[Dataset entries]
= Beginning of Section =

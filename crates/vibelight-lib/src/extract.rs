//! Dominant-color extraction from artwork bitmaps.
//!
//! The artwork is downsampled, sparsely sampled, and each sampled pixel is
//! scored by `3·saturation + value` with penalties for near-black and
//! near-gray — a cheap approximation of perceptual salience that favors
//! vibrant foreground colors over dark or washed-out backgrounds.

use image::RgbImage;
use log::warn;

use crate::color::Rgb;

/// Neither artwork dimension exceeds this before sampling.
const MAX_DIM: u32 = 100;

/// Sample every Nth pixel of the row-major buffer, not every pixel —
/// a deliberate sparse sample trading exactness for speed.
const SAMPLE_STRIDE: usize = 50;

const SAT_WEIGHT: f32 = 3.0;
const NEAR_BLACK_VALUE: f32 = 0.15;
const NEAR_BLACK_PENALTY: f32 = 5.0;
const NEAR_GRAY_SATURATION: f32 = 0.1;
const NEAR_GRAY_PENALTY: f32 = 2.0;

/// Decode artwork bytes and extract the dominant color.
///
/// Never fails: undecodable bytes fall back to white so a bad artwork
/// response can't halt the sync loop.
pub fn color_from_bytes(bytes: &[u8]) -> Rgb {
    match image::load_from_memory(bytes) {
        Ok(img) => dominant_color(&img.to_rgb8()),
        Err(e) => {
            warn!("artwork decode failed: {e}");
            Rgb::WHITE
        }
    }
}

/// Extract the most vibrant color. Pure: identical pixel buffers always
/// yield identical results.
///
/// Returns white when every sampled pixel scores below the starting
/// threshold (e.g. an all-black image, where the value penalty applies to
/// every sample).
pub fn dominant_color(image: &RgbImage) -> Rgb {
    let scaled;
    let image = if image.width() > MAX_DIM || image.height() > MAX_DIM {
        scaled = downsample(image);
        &scaled
    } else {
        image
    };

    let mut best = Rgb::WHITE;
    let mut best_score = -1.0f32;
    for px in image.pixels().step_by(SAMPLE_STRIDE) {
        let (s, v) = saturation_value(px);
        let mut score = SAT_WEIGHT * s + v;
        if v < NEAR_BLACK_VALUE {
            score -= NEAR_BLACK_PENALTY;
        }
        if s < NEAR_GRAY_SATURATION {
            score -= NEAR_GRAY_PENALTY;
        }
        // Strictly greater: ties keep the first maximum seen.
        if score > best_score {
            best_score = score;
            best = Rgb::new(px[0], px[1], px[2]);
        }
    }
    best
}

/// Shrink so neither dimension exceeds `MAX_DIM`, preserving aspect ratio.
fn downsample(image: &RgbImage) -> RgbImage {
    let (w, h) = image.dimensions();
    let longest = w.max(h);
    let nw = (w * MAX_DIM / longest).max(1);
    let nh = (h * MAX_DIM / longest).max(1);
    image::imageops::thumbnail(image, nw, nh)
}

/// HSV saturation and value of a pixel; hue is never needed for scoring.
fn saturation_value(px: &image::Rgb<u8>) -> (f32, f32) {
    let r = f32::from(px[0]) / 255.0;
    let g = f32::from(px[1]) / 255.0;
    let b = f32::from(px[2]) / 255.0;
    let max = r.max(g).max(b);
    let min = r.min(g).min(b);
    let s = if max == 0.0 { 0.0 } else { (max - min) / max };
    (s, max)
}
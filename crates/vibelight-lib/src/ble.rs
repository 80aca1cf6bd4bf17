//! btleplug-backed transport.
//!
//! Scans for the configured MAC address, connects, and locates the Govee
//! command characteristic. A background task watches adapter events and
//! clears the session's alive flag when this peripheral disconnects — the
//! only way the session learns of a link drop between operations.

use std::pin::Pin;
use std::sync::Arc;
use std::sync::atomic::{AtomicBool, Ordering};
use std::time::Duration;

use async_trait::async_trait;
use btleplug::api::{
    Central, CentralEvent, Characteristic, Manager as _, Peripheral as _, ScanFilter, WriteType,
};
use btleplug::platform::{Adapter, Manager, Peripheral, PeripheralId};
use futures::{Stream, StreamExt};
use log::{debug, warn};
use tokio::task::JoinHandle;

use crate::protocol::COMMAND_CHAR_UUID;
use crate::transport::{LightLink, LightTransport, Result, TransportError};

/// How long to keep scanning for the configured address before giving up.
const SCAN_WINDOW: Duration = Duration::from_secs(10);

/// Pause between scan-result polls.
const SCAN_POLL: Duration = Duration::from_millis(500);

/// BLE central transport. Stateless; each `connect` performs a fresh scan.
#[derive(Default)]
pub struct BleTransport;

impl BleTransport {
    pub fn new() -> Self {
        BleTransport
    }
}

struct BleLink {
    peripheral: Peripheral,
    characteristic: Characteristic,
    watcher: JoinHandle<()>,
}

#[async_trait]
impl LightTransport for BleTransport {
    async fn connect(&self, address: &str, alive: Arc<AtomicBool>) -> Result<Box<dyn LightLink>> {
        let manager = Manager::new()
            .await
            .map_err(|e| TransportError::ConnectFailed(format!("BLE manager: {e}")))?;
        let adapter = manager
            .adapters()
            .await
            .map_err(|e| TransportError::ConnectFailed(format!("adapter list: {e}")))?
            .into_iter()
            .next()
            .ok_or_else(|| TransportError::ConnectFailed("no BLE adapter present".into()))?;

        let peripheral = find_peripheral(&adapter, address).await?;

        // Subscribe before connecting: a disconnect landing while setup is
        // still in progress must reach the watcher, or the session would
        // keep a dead link forever.
        let events = adapter
            .events()
            .await
            .map_err(|e| TransportError::ConnectFailed(format!("event stream: {e}")))?;

        peripheral
            .connect()
            .await
            .map_err(|e| TransportError::ConnectFailed(format!("connect {address}: {e}")))?;
        peripheral
            .discover_services()
            .await
            .map_err(|e| TransportError::ConnectFailed(format!("discover services: {e}")))?;

        let characteristic = peripheral
            .characteristics()
            .into_iter()
            .find(|c| c.uuid == COMMAND_CHAR_UUID)
            .ok_or_else(|| {
                TransportError::ConnectFailed(format!(
                    "command characteristic {COMMAND_CHAR_UUID} not found"
                ))
            })?;

        let watcher = spawn_disconnect_watcher(events, peripheral.id(), address, alive);

        Ok(Box::new(BleLink {
            peripheral,
            characteristic,
            watcher,
        }))
    }
}

/// Scan until a peripheral with `address` shows up or the window expires.
async fn find_peripheral(adapter: &Adapter, address: &str) -> Result<Peripheral> {
    adapter
        .start_scan(ScanFilter::default())
        .await
        .map_err(|e| TransportError::ConnectFailed(format!("start scan: {e}")))?;

    let deadline = tokio::time::Instant::now() + SCAN_WINDOW;
    loop {
        let peripherals = adapter
            .peripherals()
            .await
            .map_err(|e| TransportError::ConnectFailed(format!("peripheral list: {e}")))?;
        for p in peripherals {
            if let Ok(Some(props)) = p.properties().await
                && props.address.to_string().eq_ignore_ascii_case(address)
            {
                let _ = adapter.stop_scan().await;
                return Ok(p);
            }
        }
        if tokio::time::Instant::now() >= deadline {
            break;
        }
        tokio::time::sleep(SCAN_POLL).await;
    }
    let _ = adapter.stop_scan().await;
    Err(TransportError::DeviceNotFound(address.to_string()))
}

/// Drain an already-open adapter event stream, clearing `alive` when this
/// peripheral disconnects. The stream predates the connect attempt, so no
/// disconnect can slip past unobserved.
fn spawn_disconnect_watcher(
    mut events: Pin<Box<dyn Stream<Item = CentralEvent> + Send>>,
    id: PeripheralId,
    address: &str,
    alive: Arc<AtomicBool>,
) -> JoinHandle<()> {
    let address = address.to_string();
    tokio::spawn(async move {
        while let Some(event) = events.next().await {
            if let CentralEvent::DeviceDisconnected(other) = event
                && other == id
            {
                warn!("light {address} disconnected unexpectedly");
                alive.store(false, Ordering::SeqCst);
                break;
            }
        }
    })
}

#[async_trait]
impl LightLink for BleLink {
    async fn write(&self, bytes: &[u8]) -> Result<()> {
        self.peripheral
            .write(&self.characteristic, bytes, WriteType::WithoutResponse)
            .await
            .map_err(|e| TransportError::WriteFailed(format!("characteristic write: {e}")))
    }

    async fn disconnect(&self) -> Result<()> {
        self.watcher.abort();
        debug!("closing BLE link");
        self.peripheral
            .disconnect()
            .await
            .map_err(|e| TransportError::DisconnectFailed(e.to_string()))
    }
}

impl Drop for BleLink {
    fn drop(&mut self) {
        self.watcher.abort();
    }
}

= End of Section =

Go line by line through the data above and count those holding "vibelight"; report the number alone.

# EXERCISE RESPONSE:
2